Focus on Health Care Reform: Six Months Later

The Affordable Care Act was enacted six months ago on March 23, 2010. Here are the reform measures that kicked-in this week on September 23rd – six months from the day of enactment:

  • No pre-existing condition exclusions for children under age 19. “Grandfathered health plans” established before March 23, 2010 may continue their existing policy until 2014, at which time no discrimination based on pre-existing conditions is allowed.
  • No arbitrary rescissions of health insurance. In the past insurers have been able to rescind coverage when a patient gets sick and needs the coverage most. Reform eliminates this practice, except in cases of fraud.
  • No lifetime limits on health insurance coverage. Applies to any plan issued or renewed after Sept. 23, 2010.
  • No annual limits on coverage. Annual limits will be phased out beginning Sept. 23, 2010. The $750,000 minimum limit rises to $1.25 million next year on Sept. 23, 2011, and $2 million the following year. Beginning Jan 1, 2014, annual limits will be prohibited for most plans.
  • Patients will have the option to keep a primary care doctor from among their insurer’s network. Referrals for obstetric or gynecological care cannot be required.
  • Companies will no longer be able to deny coverage for the use of out-of-network emergency services.
  • Preventive services are now covered. Beginning Sept. 23, 2010 all new or renewed health insurance plans must cover preventive services such as vaccinations, mammograms, colonoscopies, and nutrition counseling. 
  • Adult children covered to age 26, unless they qualify for health insurance through their employer.

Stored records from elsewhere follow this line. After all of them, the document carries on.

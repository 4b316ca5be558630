use std::sync::Arc;
use std::time::Duration;

use tokio::sync::oneshot;
use tokio::task::{JoinError, JoinHandle};
use tokio::time::{self, MissedTickBehavior};
use tokio_stream::wrappers::IntervalStream;
use tokio_stream::StreamExt;
use tracing::{debug, info, warn};

use crate::config::{ReporterConfig, MIN_PERIOD};
use crate::error::{ConfigError, StartError};
use crate::extract;
use crate::keys::key_for;
use crate::metrics::{MetricGroups, Registry};
use crate::store::{RedisStore, Store};

/// Outcome of one report cycle.
#[derive(Debug, Clone, Copy, Default, PartialEq, Eq)]
pub struct CycleSummary {
    /// Metrics visited.
    pub metrics: usize,
    /// Keys written successfully.
    pub written: usize,
    /// Keys whose write failed.
    pub failed: usize,
}

/// Drains a [`Registry`] into a [`Store`], one cycle at a time.
///
/// The reporter owns its store exclusively. Cycles are sequential: every
/// write is awaited before the next one starts.
pub struct Reporter<S> {
    registry: Arc<Registry>,
    store: S,
    config: ReporterConfig,
}

impl Reporter<RedisStore> {
    /// Validates the configured store target, connects to it and builds a
    /// reporter owning that connection.
    pub async fn connect(
        registry: Arc<Registry>,
        config: ReporterConfig,
    ) -> Result<Self, StartError> {
        let client = config.store.client()?;
        let store = RedisStore::connect(client).await?;
        Ok(Self::new(registry, store, config)?)
    }
}

impl<S: Store> Reporter<S> {
    /// Fails with [`ConfigError::InvalidTarget`] when the configured store
    /// target is unusable, so a misconfigured reporter never starts.
    pub fn new(
        registry: Arc<Registry>,
        store: S,
        config: ReporterConfig,
    ) -> Result<Self, ConfigError> {
        config.store.validate()?;
        Ok(Self {
            registry,
            store,
            config,
        })
    }

    pub fn store(&self) -> &S {
        &self.store
    }

    /// Runs one cycle against the registry's current state.
    pub async fn report(&mut self) -> CycleSummary {
        let groups = self.registry.snapshot(self.config.filter.as_ref());
        self.report_groups(&groups).await
    }

    /// Writes every statistic of every metric in `groups`.
    ///
    /// A failed write is logged and counted; the cycle carries on with the
    /// next key. Nothing is retried.
    pub async fn report_groups(&mut self, groups: &MetricGroups) -> CycleSummary {
        let started_at = self
            .config
            .clock
            .now()
            .with_timezone(&self.config.time_zone);
        let units = self.config.units();
        let mut summary = CycleSummary::default();

        for (name, metric) in groups.iter() {
            summary.metrics += 1;

            for (statistic, value) in extract::extract(metric, &units) {
                let key = key_for(name, statistic);
                match self.store.set(&key, &value).await {
                    Ok(()) => summary.written += 1,
                    Err(e) => {
                        summary.failed += 1;
                        warn!(%key, kind = %metric.kind(), error = %e, "failed to write metric");
                    }
                }
            }
        }

        debug!(
            %started_at,
            metrics = summary.metrics,
            written = summary.written,
            failed = summary.failed,
            "report cycle finished"
        );
        summary
    }
}

impl<S: Store + 'static> Reporter<S> {
    /// Spawns a task running one cycle every `period`, the first one a full
    /// period after the call. Cycles never overlap; a slow cycle delays the
    /// next tick instead of bunching them up. Periods below [`MIN_PERIOD`]
    /// are raised to it; config files reject them up front.
    pub fn start(self, period: Duration) -> ReporterHandle<S> {
        let period = period.max(MIN_PERIOD);
        let (shutdown, mut stopped) = oneshot::channel::<()>();

        info!(
            period = ?period,
            rate_unit = self.config.rate_unit.name(),
            duration_unit = self.config.duration_unit.name(),
            locale = %self.config.locale,
            "starting reporter"
        );

        let task = tokio::spawn(async move {
            let mut reporter = self;

            let mut interval = time::interval_at(time::Instant::now() + period, period);
            interval.set_missed_tick_behavior(MissedTickBehavior::Delay);
            let mut ticks = IntervalStream::new(interval);

            loop {
                tokio::select! {
                    _ = &mut stopped => break,
                    Some(_) = ticks.next() => {
                        reporter.report().await;
                    }
                }
            }

            if reporter.config.report_on_stop {
                reporter.report().await;
            }
            info!("reporter stopped");
            reporter
        });

        ReporterHandle {
            shutdown: Some(shutdown),
            task,
        }
    }
}

/// Handle to a scheduled reporter. Dropping it stops the schedule without
/// waiting for the task.
pub struct ReporterHandle<S> {
    shutdown: Option<oneshot::Sender<()>>,
    task: JoinHandle<Reporter<S>>,
}

impl<S> ReporterHandle<S> {
    /// Stops the schedule, waits for a cycle in progress (and the final
    /// cycle, if configured) and returns the reporter with its store.
    pub async fn stop(mut self) -> Result<Reporter<S>, JoinError> {
        if let Some(shutdown) = self.shutdown.take() {
            // The task may already be gone; the join below reports why.
            let _ = shutdown.send(());
        }
        self.task.await
    }
}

Some individuals and employers may choose to stay with their current plans, many of which will be grandfathered and exempt from some Sept. 23, 2010 provisions. By 2014, all plans will have to conform to these and other standards.

How do I know if my current insurance coverage is a grandfathered plan?

  • By law, your plan has to tell you if it is grandfathered.
  • Any individual plan that you purchase for the first time after March 23, 2010 is considered new and is NOT grandfathered.
  • If you start a new job at a company with a grandfathered plan, your coverage is grandfathered as well, even though you are a new plan participant.
  • The baseline is what your plan was when the reform law was signed on March 23, 2010.
  • If any of these changes occur after March 23, your plan is no longer grandfathered:
    • Increase in your share of health-care bills (coinsurance) by any amount.
    • Increase in co-pays or deductibles by more than medical inflation (typically 4-5%) plus 15%.
    • Elimination or significant reduction in benefits to treat certain conditions.
    • Switching to a new carrier (unless you work for a self-insured company).
    • If under an employer group plan, and your share of premiums rises more than 5% it is no longer grandfathered.